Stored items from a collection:
Content starts

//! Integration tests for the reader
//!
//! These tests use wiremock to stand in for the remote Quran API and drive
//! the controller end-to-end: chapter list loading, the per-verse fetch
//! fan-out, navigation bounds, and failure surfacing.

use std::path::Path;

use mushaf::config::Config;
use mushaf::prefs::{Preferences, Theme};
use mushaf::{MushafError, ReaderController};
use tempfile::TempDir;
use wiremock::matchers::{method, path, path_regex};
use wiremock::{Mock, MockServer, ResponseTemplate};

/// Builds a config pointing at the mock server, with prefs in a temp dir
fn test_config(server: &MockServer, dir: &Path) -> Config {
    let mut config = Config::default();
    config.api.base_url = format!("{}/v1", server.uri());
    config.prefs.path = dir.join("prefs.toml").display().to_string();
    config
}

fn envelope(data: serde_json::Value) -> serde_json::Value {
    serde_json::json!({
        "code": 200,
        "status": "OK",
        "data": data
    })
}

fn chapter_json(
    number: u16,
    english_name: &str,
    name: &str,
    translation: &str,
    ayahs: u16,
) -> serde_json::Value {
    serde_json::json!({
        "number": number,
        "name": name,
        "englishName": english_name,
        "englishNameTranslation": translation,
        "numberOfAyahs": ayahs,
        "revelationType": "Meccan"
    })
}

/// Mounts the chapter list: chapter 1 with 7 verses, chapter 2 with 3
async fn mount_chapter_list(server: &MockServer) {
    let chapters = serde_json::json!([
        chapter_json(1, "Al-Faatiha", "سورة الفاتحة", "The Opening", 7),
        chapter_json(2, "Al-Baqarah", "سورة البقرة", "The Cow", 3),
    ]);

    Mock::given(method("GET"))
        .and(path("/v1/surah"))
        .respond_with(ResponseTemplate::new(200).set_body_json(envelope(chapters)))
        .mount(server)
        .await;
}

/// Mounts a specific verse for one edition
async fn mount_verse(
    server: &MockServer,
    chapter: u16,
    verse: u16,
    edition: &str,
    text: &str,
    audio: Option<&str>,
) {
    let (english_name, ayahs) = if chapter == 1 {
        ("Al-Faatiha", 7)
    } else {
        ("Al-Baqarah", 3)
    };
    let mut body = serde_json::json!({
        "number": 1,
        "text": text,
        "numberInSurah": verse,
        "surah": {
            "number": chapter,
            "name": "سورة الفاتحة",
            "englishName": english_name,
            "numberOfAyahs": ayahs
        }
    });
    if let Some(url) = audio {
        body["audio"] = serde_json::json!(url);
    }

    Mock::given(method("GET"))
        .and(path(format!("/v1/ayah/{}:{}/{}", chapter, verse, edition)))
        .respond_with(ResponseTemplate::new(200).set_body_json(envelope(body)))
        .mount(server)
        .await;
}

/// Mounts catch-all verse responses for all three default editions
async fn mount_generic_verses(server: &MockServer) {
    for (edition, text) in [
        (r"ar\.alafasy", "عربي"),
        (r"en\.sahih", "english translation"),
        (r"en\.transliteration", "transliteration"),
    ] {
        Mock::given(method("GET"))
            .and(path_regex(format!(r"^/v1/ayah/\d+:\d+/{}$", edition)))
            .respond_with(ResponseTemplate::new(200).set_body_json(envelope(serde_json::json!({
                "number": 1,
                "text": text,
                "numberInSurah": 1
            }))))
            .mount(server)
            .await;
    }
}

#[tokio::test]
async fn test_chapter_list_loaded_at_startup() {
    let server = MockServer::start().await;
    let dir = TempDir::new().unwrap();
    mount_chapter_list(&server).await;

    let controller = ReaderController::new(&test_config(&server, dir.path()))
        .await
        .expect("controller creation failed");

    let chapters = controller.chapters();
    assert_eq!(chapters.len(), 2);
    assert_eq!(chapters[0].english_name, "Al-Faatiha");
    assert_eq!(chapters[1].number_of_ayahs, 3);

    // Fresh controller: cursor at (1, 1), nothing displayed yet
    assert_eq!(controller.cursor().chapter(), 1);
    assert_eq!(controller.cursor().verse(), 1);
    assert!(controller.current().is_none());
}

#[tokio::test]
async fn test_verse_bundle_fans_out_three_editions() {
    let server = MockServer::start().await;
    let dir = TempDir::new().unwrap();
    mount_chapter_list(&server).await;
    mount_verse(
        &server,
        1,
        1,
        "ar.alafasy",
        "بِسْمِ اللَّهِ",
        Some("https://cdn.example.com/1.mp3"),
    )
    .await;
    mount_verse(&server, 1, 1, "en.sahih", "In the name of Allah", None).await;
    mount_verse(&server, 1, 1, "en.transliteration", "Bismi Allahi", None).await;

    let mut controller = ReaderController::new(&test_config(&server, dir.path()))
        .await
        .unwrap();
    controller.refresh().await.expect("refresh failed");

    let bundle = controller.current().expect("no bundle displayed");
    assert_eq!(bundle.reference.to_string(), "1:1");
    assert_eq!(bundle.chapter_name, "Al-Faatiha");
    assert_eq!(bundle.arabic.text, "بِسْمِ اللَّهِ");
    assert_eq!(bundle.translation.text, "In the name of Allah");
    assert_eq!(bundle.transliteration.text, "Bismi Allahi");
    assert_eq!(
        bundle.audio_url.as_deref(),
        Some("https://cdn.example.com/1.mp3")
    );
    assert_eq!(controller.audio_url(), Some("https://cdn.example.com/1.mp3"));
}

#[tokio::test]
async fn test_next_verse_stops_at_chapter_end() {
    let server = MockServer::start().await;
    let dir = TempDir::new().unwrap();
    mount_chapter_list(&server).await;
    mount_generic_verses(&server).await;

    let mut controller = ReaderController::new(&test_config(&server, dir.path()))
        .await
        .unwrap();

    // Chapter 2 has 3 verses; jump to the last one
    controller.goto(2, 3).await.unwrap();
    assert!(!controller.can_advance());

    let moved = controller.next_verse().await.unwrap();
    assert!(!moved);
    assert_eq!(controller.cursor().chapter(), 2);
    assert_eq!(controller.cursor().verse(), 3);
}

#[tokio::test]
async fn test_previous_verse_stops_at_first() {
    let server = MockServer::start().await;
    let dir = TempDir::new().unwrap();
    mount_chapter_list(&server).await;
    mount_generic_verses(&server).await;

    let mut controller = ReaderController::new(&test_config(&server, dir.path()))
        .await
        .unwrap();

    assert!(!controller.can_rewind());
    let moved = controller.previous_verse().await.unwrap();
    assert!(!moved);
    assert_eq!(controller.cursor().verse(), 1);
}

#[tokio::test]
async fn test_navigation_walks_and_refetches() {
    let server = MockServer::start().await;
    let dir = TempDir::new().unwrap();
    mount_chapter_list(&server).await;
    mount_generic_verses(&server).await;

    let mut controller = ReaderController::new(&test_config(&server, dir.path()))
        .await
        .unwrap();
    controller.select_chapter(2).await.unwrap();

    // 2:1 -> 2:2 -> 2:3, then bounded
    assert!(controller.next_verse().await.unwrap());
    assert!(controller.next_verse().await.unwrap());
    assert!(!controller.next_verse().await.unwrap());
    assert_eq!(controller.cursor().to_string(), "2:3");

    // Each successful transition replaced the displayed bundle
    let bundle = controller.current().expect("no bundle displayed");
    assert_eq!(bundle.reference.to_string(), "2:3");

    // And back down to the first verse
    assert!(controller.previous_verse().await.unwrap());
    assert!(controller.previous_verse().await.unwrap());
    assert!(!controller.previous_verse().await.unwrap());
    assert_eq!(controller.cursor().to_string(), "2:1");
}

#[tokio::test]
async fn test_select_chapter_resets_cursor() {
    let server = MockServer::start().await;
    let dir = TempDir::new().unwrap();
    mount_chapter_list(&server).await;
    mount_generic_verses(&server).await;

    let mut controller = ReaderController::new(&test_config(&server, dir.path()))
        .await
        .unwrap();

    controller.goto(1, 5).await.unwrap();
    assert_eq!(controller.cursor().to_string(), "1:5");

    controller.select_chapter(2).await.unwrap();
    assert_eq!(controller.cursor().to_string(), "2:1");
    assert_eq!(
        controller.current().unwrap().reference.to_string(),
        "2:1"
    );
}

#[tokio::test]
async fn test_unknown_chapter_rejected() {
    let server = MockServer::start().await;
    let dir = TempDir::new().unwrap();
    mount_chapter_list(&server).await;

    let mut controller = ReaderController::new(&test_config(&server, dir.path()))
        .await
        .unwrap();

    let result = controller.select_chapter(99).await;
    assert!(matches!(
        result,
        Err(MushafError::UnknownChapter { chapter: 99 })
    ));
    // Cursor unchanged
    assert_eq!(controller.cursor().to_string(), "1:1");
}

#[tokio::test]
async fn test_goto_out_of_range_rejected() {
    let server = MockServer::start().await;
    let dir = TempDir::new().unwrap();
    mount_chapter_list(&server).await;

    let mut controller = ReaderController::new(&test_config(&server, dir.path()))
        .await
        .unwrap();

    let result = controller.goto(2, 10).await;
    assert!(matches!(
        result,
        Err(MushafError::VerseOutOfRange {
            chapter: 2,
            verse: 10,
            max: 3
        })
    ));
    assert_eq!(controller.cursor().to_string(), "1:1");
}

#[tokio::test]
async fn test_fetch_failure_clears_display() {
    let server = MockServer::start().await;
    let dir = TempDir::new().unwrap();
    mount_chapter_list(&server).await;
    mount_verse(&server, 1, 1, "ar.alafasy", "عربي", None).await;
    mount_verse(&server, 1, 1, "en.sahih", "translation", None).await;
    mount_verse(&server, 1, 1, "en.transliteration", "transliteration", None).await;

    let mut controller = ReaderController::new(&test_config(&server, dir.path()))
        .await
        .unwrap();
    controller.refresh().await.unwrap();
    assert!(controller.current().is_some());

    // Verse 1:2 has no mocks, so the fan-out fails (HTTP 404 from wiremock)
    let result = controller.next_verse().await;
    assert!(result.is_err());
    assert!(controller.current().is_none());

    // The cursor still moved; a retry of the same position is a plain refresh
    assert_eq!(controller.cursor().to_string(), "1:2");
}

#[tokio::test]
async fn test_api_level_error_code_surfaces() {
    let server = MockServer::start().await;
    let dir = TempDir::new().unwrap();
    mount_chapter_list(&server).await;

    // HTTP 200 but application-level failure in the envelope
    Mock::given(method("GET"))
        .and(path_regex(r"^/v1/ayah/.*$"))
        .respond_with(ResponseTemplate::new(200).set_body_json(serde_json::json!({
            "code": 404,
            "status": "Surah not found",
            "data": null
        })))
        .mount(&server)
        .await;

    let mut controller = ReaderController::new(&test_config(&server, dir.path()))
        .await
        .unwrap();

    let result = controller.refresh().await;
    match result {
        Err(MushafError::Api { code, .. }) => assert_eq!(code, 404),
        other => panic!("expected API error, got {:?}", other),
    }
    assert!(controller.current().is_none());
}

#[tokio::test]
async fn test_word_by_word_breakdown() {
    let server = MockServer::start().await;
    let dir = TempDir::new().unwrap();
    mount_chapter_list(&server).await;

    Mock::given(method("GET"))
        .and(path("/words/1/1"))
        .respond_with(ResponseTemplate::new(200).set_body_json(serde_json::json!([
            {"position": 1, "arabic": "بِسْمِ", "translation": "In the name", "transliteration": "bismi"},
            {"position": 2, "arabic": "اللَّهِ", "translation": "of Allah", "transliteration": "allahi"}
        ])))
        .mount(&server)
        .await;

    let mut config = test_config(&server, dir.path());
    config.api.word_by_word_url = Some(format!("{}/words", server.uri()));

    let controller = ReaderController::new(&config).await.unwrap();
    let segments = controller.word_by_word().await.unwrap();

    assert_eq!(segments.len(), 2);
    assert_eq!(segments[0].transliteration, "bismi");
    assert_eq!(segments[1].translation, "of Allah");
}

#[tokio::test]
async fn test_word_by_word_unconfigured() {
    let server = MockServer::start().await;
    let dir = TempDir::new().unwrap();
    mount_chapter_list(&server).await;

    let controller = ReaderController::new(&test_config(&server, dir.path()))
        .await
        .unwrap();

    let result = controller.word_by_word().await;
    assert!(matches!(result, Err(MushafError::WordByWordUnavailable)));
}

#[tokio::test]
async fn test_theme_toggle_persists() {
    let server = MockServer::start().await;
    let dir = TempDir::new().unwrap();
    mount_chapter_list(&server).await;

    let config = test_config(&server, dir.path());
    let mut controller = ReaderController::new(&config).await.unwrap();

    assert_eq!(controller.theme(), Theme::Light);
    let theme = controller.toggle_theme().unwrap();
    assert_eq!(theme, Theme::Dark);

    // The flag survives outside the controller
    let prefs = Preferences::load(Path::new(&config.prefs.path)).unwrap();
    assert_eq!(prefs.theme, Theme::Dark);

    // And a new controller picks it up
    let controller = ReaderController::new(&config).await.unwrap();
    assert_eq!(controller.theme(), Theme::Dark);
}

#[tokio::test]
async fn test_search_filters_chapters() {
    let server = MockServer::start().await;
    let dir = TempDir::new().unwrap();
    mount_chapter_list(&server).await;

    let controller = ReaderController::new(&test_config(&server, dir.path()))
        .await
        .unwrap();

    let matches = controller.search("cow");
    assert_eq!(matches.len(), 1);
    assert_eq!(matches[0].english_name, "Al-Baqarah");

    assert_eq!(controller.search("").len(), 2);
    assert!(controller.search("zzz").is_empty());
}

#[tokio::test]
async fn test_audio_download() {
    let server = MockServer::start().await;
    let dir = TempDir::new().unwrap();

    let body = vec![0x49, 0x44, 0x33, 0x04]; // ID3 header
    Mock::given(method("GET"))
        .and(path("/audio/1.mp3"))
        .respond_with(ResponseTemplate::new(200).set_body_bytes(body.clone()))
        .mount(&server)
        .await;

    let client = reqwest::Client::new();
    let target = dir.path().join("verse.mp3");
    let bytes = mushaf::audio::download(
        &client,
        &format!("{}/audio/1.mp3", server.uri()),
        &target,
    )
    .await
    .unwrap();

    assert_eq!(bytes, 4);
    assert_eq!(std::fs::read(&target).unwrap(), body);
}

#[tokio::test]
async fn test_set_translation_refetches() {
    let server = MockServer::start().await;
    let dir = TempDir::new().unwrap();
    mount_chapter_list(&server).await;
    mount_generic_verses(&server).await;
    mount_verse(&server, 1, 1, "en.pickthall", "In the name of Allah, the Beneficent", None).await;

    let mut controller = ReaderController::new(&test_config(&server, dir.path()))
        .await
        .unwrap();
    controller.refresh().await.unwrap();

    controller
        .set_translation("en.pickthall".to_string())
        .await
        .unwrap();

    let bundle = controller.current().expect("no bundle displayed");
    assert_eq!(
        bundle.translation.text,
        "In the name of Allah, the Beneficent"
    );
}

Content ends
Content starts

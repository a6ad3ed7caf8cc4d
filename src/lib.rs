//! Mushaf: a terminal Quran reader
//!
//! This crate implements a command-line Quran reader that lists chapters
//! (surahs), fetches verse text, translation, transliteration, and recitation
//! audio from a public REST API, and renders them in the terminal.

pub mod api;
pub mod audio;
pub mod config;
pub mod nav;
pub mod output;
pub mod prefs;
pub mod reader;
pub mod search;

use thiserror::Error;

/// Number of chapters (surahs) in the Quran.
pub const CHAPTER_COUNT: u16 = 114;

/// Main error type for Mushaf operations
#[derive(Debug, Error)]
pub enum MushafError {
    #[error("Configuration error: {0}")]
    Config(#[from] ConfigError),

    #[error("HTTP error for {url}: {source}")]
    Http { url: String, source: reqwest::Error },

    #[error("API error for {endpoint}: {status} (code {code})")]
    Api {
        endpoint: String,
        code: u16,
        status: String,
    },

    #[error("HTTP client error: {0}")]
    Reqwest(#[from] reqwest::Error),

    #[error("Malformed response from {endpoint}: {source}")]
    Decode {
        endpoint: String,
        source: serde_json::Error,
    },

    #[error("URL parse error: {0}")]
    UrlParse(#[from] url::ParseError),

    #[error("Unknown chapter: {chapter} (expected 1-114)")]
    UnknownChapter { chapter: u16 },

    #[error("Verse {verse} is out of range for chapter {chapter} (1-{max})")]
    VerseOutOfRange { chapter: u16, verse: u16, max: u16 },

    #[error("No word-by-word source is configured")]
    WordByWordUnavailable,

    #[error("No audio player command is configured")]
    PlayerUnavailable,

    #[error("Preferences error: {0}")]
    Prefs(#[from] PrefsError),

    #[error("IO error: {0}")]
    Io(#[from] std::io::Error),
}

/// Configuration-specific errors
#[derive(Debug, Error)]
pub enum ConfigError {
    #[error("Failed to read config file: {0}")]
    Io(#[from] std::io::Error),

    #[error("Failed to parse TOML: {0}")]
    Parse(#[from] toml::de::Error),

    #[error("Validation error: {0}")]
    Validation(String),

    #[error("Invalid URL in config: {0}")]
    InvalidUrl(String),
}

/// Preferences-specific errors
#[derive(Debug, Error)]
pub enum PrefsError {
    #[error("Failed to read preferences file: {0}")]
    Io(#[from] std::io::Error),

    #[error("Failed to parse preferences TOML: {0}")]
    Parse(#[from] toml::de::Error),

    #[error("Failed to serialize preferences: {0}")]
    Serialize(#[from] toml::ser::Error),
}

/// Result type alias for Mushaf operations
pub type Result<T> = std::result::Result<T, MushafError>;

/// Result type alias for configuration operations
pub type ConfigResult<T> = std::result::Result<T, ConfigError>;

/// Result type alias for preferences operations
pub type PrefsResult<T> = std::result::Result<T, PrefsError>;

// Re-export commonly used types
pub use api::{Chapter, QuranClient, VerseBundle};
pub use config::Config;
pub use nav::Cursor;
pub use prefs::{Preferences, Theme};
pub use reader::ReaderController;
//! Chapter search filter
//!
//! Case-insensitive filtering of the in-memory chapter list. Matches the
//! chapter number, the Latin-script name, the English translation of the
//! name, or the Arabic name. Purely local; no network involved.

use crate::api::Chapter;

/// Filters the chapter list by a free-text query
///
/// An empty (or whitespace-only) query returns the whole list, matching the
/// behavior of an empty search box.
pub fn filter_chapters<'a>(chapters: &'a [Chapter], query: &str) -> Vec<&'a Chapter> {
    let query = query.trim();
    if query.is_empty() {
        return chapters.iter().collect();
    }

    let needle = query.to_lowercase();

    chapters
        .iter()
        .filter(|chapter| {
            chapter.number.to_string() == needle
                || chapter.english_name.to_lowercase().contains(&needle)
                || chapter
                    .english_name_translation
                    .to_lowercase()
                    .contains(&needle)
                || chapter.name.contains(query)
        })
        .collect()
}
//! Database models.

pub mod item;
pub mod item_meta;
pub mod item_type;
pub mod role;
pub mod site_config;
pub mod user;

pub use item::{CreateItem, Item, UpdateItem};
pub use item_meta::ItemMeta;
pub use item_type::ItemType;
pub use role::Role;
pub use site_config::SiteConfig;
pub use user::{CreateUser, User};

Content ends
Content starts

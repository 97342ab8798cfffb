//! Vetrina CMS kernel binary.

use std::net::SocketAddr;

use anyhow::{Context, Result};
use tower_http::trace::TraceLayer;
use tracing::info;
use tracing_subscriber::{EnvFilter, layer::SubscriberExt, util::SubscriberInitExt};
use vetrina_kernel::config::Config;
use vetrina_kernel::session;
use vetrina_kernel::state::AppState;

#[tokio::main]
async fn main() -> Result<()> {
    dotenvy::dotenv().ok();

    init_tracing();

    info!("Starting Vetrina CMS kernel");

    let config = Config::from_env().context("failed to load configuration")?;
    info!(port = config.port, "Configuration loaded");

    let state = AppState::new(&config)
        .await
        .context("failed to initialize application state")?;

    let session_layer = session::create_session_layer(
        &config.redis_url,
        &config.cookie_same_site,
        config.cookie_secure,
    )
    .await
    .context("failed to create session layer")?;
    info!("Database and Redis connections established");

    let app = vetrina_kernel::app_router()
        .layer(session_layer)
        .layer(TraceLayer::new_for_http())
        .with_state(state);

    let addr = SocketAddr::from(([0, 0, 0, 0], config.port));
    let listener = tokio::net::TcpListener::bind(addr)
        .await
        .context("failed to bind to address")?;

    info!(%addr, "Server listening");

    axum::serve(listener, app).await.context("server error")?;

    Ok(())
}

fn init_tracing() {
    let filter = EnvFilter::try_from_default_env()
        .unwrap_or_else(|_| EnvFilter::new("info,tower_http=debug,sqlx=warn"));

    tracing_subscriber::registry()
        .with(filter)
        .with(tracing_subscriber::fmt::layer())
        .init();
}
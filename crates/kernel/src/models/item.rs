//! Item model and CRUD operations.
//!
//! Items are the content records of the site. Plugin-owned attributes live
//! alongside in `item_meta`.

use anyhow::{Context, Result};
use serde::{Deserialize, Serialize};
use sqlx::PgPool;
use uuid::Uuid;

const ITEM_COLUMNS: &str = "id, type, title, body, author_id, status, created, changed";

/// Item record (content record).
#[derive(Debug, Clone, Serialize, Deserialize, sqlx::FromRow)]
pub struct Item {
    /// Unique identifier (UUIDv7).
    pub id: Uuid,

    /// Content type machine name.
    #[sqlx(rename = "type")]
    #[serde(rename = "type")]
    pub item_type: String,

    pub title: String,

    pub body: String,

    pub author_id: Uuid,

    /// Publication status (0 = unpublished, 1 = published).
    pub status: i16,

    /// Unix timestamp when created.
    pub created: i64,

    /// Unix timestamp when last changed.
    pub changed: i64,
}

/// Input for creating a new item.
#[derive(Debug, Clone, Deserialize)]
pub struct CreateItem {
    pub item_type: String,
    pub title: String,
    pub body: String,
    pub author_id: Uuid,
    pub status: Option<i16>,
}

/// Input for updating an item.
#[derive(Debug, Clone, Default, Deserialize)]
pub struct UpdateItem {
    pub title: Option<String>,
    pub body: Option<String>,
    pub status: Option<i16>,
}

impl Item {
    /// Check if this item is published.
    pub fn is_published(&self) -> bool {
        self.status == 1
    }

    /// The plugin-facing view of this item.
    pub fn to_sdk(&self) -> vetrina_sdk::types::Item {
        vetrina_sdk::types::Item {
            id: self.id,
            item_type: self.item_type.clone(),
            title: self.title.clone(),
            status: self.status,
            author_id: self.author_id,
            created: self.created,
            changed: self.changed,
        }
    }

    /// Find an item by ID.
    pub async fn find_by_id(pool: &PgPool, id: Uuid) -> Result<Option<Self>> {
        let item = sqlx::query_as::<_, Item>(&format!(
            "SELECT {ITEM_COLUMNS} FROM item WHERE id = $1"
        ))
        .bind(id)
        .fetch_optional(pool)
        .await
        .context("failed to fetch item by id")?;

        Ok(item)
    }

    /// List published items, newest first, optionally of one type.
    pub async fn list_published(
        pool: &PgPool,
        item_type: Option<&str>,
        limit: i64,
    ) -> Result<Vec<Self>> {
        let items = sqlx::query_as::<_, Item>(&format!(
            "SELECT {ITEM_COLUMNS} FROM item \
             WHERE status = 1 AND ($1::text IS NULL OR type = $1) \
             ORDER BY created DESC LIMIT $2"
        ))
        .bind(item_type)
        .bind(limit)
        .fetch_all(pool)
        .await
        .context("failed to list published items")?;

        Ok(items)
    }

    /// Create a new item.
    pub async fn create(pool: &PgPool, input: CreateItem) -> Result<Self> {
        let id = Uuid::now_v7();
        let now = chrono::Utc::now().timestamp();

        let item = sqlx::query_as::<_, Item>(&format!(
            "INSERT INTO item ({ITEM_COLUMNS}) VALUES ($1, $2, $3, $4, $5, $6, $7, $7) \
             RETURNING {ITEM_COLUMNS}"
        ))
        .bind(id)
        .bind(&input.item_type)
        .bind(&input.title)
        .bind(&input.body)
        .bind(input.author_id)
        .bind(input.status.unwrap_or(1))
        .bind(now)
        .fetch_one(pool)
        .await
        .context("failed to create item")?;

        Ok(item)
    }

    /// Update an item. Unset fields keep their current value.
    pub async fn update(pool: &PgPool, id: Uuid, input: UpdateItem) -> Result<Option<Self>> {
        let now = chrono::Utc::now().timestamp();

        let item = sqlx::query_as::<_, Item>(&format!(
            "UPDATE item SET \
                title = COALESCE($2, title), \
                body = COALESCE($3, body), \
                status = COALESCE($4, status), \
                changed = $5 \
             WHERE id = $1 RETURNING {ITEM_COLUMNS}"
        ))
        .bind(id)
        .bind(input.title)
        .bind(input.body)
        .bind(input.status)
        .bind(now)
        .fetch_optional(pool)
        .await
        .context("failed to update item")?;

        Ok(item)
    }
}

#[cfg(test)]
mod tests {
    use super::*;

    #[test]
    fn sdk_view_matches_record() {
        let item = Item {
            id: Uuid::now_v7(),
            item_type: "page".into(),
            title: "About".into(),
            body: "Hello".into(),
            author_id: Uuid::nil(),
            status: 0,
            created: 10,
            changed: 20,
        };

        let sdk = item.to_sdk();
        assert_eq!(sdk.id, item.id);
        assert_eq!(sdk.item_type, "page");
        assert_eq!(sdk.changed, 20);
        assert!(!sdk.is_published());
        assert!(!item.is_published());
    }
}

Content ends

» THE TASK
Would you filter the records and copy each line that contains the word "repository"?

» EXERCISE OUTPUT
repository a6ad3ed7caf8cc4d
repository 97342ab8798cfffb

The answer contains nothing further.